-- DESCRIPTION OF THE TASK --
Each line below that holds the word "expired" counts once. Say how many such lines there are, and no more.

-- DATA EXTRACT --
————————

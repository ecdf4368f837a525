//! Active Expire Cache Module
//!
//! Lazy TTL semantics plus a background sweeper that proactively reclaims
//! expired entries, bounding the memory held by dead entries that are
//! never read again. The sweep follows the Redis adaptive expire cycle:
//! sample a bounded batch each tick, and when the observed garbage ratio
//! is high, immediately run another pass instead of waiting out the timer.

use std::fmt::Display;
use std::sync::{Arc, RwLock};
use std::time::Duration;

use tokio::task::JoinHandle;
use tokio::time::MissedTickBehavior;
use tokio_util::sync::CancellationToken;
use tracing::{debug, info};

use crate::cache::{Cache, CacheStat};
use crate::expire::{insert, lookup, ExpireItem};
use crate::key::KeyGenerator;
use crate::metrics::CacheMetrics;
use crate::store::CacheStore;

// == Sampling Config ==
/// Knobs for the background expiration sweeper.
#[derive(Debug, Clone)]
pub struct SamplingConfig {
    /// Interval between sweep cycles
    pub delay: Duration,
    /// Percent threshold (0-100) of expired-to-examined entries above
    /// which a pass immediately re-runs
    pub ratio: u32,
    /// Number of keys examined per sampling pass
    pub size: usize,
}

impl Default for SamplingConfig {
    fn default() -> Self {
        Self {
            delay: Duration::from_millis(100),
            ratio: 25,
            size: 100,
        }
    }
}

// == Active Expire Cache ==
/// Expiring cache with a per-instance background sweep task.
///
/// Reads and writes behave exactly like [`ExpireCache`](crate::ExpireCache);
/// the sweep is a probabilistic safety net, not a guarantee that every
/// expired key is purged before its next read, so the lazy check still
/// applies on every lookup.
///
/// The sweeper stops when the caller cancels the shutdown token handed to
/// the constructor. Dropping the cache aborts the task as a backstop.
pub struct ActiveExpireCache<T> {
    name: String,
    store: Arc<RwLock<CacheStore<ExpireItem<T>>>>,
    key_gen: KeyGenerator,
    metrics: CacheMetrics,
    ttl: Duration,
    expire_extension: bool,
    sweeper: JoinHandle<()>,
}

impl<T: Send + Sync + 'static> ActiveExpireCache<T> {
    // == Constructor ==
    /// Creates the cache and spawns its sweeper.
    ///
    /// Must be called within a tokio runtime. The caller owns `shutdown`
    /// and must eventually cancel it to stop the background task.
    pub fn new(
        name: impl Into<String>,
        capacity: usize,
        ttl: Duration,
        expire_extension: bool,
        sampling: SamplingConfig,
        shutdown: CancellationToken,
    ) -> Self {
        let name = name.into();
        let store = Arc::new(RwLock::new(CacheStore::new(capacity)));
        let sweeper = spawn_sweeper(name.clone(), Arc::clone(&store), sampling, shutdown);
        Self {
            name,
            store,
            key_gen: KeyGenerator::new(),
            metrics: CacheMetrics::new(),
            ttl,
            expire_extension,
            sweeper,
        }
    }
}

impl<T> Drop for ActiveExpireCache<T> {
    fn drop(&mut self) {
        self.sweeper.abort();
    }
}

impl<T: Clone + Send + Sync + 'static> Cache<T> for ActiveExpireCache<T> {
    fn name(&self) -> &str {
        &self.name
    }

    // == Get ==
    fn get(&self, key_parts: &[&dyn Display]) -> Option<T> {
        let key = self.key_gen.generate(key_parts);
        lookup(
            &self.store,
            &self.metrics,
            &key,
            self.ttl,
            self.expire_extension,
        )
    }

    // == Put ==
    fn put(&self, key_parts: &[&dyn Display], value: T) {
        let key = self.key_gen.generate(key_parts);
        if let Some(evicted) = insert(&self.store, key, value, self.ttl) {
            debug!(cache = %self.name, key = %evicted, "evicted least recently used entry");
        }
    }

    // == Delete ==
    fn delete(&self, key_parts: &[&dyn Display]) {
        let key = self.key_gen.generate(key_parts);
        let mut store = self.store.write().expect("cache lock poisoned");
        store.delete(&key);
    }

    // == Stat ==
    fn stat(&self) -> CacheStat {
        let store = self.store.read().expect("cache lock poisoned");
        CacheStat {
            name: self.name.clone(),
            max_entries: store.capacity(),
            current_size: store.size(),
            hit_count: self.metrics.hit_count(),
            miss_count: self.metrics.miss_count(),
            hit_rate: self.metrics.hit_rate(),
        }
    }
}

// == Background Sweeper ==

/// Outcome of one sampling pass.
struct SweepOutcome {
    examined: usize,
    removed: usize,
}

impl SweepOutcome {
    /// Percentage of examined entries that were expired. Defined as 0 for
    /// a pass that examined nothing; a division fault here is a normal
    /// empty-table outcome, not an exception.
    fn ratio(&self) -> u32 {
        if self.examined == 0 {
            0
        } else {
            (self.removed * 100 / self.examined) as u32
        }
    }
}

/// Spawns the recurring sweep task for one cache instance.
fn spawn_sweeper<T: Send + Sync + 'static>(
    name: String,
    store: Arc<RwLock<CacheStore<ExpireItem<T>>>>,
    sampling: SamplingConfig,
    shutdown: CancellationToken,
) -> JoinHandle<()> {
    tokio::spawn(async move {
        debug!(
            cache = %name,
            delay_ms = sampling.delay.as_millis() as u64,
            ratio = sampling.ratio,
            size = sampling.size,
            "starting active expiration sweeper"
        );

        let mut ticker = tokio::time::interval(sampling.delay);
        ticker.set_missed_tick_behavior(MissedTickBehavior::Delay);

        loop {
            tokio::select! {
                _ = shutdown.cancelled() => {
                    debug!(cache = %name, "active expiration sweeper stopped");
                    return;
                }
                _ = ticker.tick() => {
                    loop {
                        let outcome = sweep_once(&store, sampling.size);
                        if outcome.removed > 0 {
                            info!(
                                cache = %name,
                                removed = outcome.removed,
                                examined = outcome.examined,
                                "swept expired entries"
                            );
                        }
                        // A pass that examined nothing always backs off to
                        // the timer; re-looping on an empty table would
                        // busy-spin under a zero ratio threshold.
                        if outcome.examined == 0 || outcome.ratio() < sampling.ratio {
                            break;
                        }
                        // Garbage density is high: spend another pass now
                        // rather than sleeping until the next tick.
                        if shutdown.is_cancelled() {
                            debug!(cache = %name, "active expiration sweeper stopped");
                            return;
                        }
                    }
                }
            }
        }
    })
}

/// One sampling pass: examine up to `sample_size` keys from the cold end
/// of the recency list and delete the expired ones, all under a single
/// write-lock hold bounded by the sample size.
fn sweep_once<T>(
    store: &RwLock<CacheStore<ExpireItem<T>>>,
    sample_size: usize,
) -> SweepOutcome {
    let mut guard = store.write().expect("cache lock poisoned");
    let sampled = guard.sample_keys(sample_size);
    let examined = sampled.len();
    let mut removed = 0;
    for key in &sampled {
        let expired = guard.peek(key).is_some_and(|item| item.expired());
        if expired {
            guard.delete(key);
            removed += 1;
        }
    }
    SweepOutcome { examined, removed }
}

// == Unit Tests ==
#[cfg(test)]
mod tests {
    use super::*;

    fn fast_sampling() -> SamplingConfig {
        SamplingConfig {
            delay: Duration::from_millis(20),
            ratio: 25,
            size: 10,
        }
    }

    #[tokio::test]
    async fn test_sweep_converges_without_reads() {
        let token = CancellationToken::new();
        let cache: ActiveExpireCache<i32> = ActiveExpireCache::new(
            "active",
            100,
            Duration::from_millis(50),
            false,
            fast_sampling(),
            token.clone(),
        );

        for i in 0..50 {
            cache.put(&[&"key", &i], i);
        }
        assert_eq!(cache.stat().current_size, 50);

        // No further reads: only the sweeper can reclaim these.
        tokio::time::sleep(Duration::from_millis(600)).await;
        assert_eq!(cache.stat().current_size, 0);

        token.cancel();
    }

    #[tokio::test]
    async fn test_adaptive_repass_clears_backlog_in_one_cycle() {
        let token = CancellationToken::new();
        // Sample size far below the backlog; only the immediate re-pass
        // can clear it between two widely spaced ticks.
        let sampling = SamplingConfig {
            delay: Duration::from_millis(200),
            ratio: 25,
            size: 5,
        };
        let cache: ActiveExpireCache<i32> = ActiveExpireCache::new(
            "active",
            100,
            Duration::from_millis(50),
            false,
            sampling,
            token.clone(),
        );

        for i in 0..50 {
            cache.put(&[&"key", &i], i);
        }

        // One tick fires at ~200ms with everything expired; the re-pass
        // loop must drain all 50 entries well before the 400ms tick.
        tokio::time::sleep(Duration::from_millis(320)).await;
        assert_eq!(cache.stat().current_size, 0);

        token.cancel();
    }

    #[tokio::test]
    async fn test_cancelled_sweeper_stops_reclaiming() {
        let token = CancellationToken::new();
        let cache: ActiveExpireCache<i32> = ActiveExpireCache::new(
            "active",
            100,
            Duration::from_millis(30),
            false,
            fast_sampling(),
            token.clone(),
        );

        token.cancel();
        tokio::time::sleep(Duration::from_millis(50)).await;

        cache.put(&[&"k"], 1);
        tokio::time::sleep(Duration::from_millis(200)).await;

        // The dead entry stays: nothing sweeps after cancellation.
        assert_eq!(cache.stat().current_size, 1);
        // The lazy check still reclaims it on read.
        assert_eq!(cache.get(&[&"k"]), None);
        assert_eq!(cache.stat().current_size, 0);
    }

    #[tokio::test]
    async fn test_lazy_check_applies_before_sweep() {
        let token = CancellationToken::new();
        // Sweeper effectively idle between ticks.
        let sampling = SamplingConfig {
            delay: Duration::from_secs(3600),
            ratio: 25,
            size: 10,
        };
        let cache: ActiveExpireCache<i32> = ActiveExpireCache::new(
            "active",
            10,
            Duration::from_millis(40),
            false,
            sampling,
            token.clone(),
        );

        cache.put(&[&"k"], 7);
        tokio::time::sleep(Duration::from_millis(100)).await;

        assert_eq!(cache.get(&[&"k"]), None);
        let stat = cache.stat();
        assert_eq!(stat.miss_count, 1);

        token.cancel();
    }

    #[tokio::test]
    async fn test_live_entries_survive_sweep() {
        let token = CancellationToken::new();
        let cache: ActiveExpireCache<i32> = ActiveExpireCache::new(
            "active",
            100,
            Duration::from_secs(3600),
            false,
            fast_sampling(),
            token.clone(),
        );

        for i in 0..20 {
            cache.put(&[&"key", &i], i);
        }
        tokio::time::sleep(Duration::from_millis(200)).await;

        assert_eq!(cache.stat().current_size, 20);
        assert_eq!(cache.get(&[&"key", &3]), Some(3));

        token.cancel();
    }

    #[test]
    fn test_sweep_ratio_zero_samples() {
        let outcome = SweepOutcome {
            examined: 0,
            removed: 0,
        };
        assert_eq!(outcome.ratio(), 0);
    }

    #[test]
    fn test_sweep_ratio_percentages() {
        let outcome = SweepOutcome {
            examined: 4,
            removed: 1,
        };
        assert_eq!(outcome.ratio(), 25);

        let outcome = SweepOutcome {
            examined: 3,
            removed: 3,
        };
        assert_eq!(outcome.ratio(), 100);
    }
}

————————

-- ANSWER TO THIS EXERCISE --
9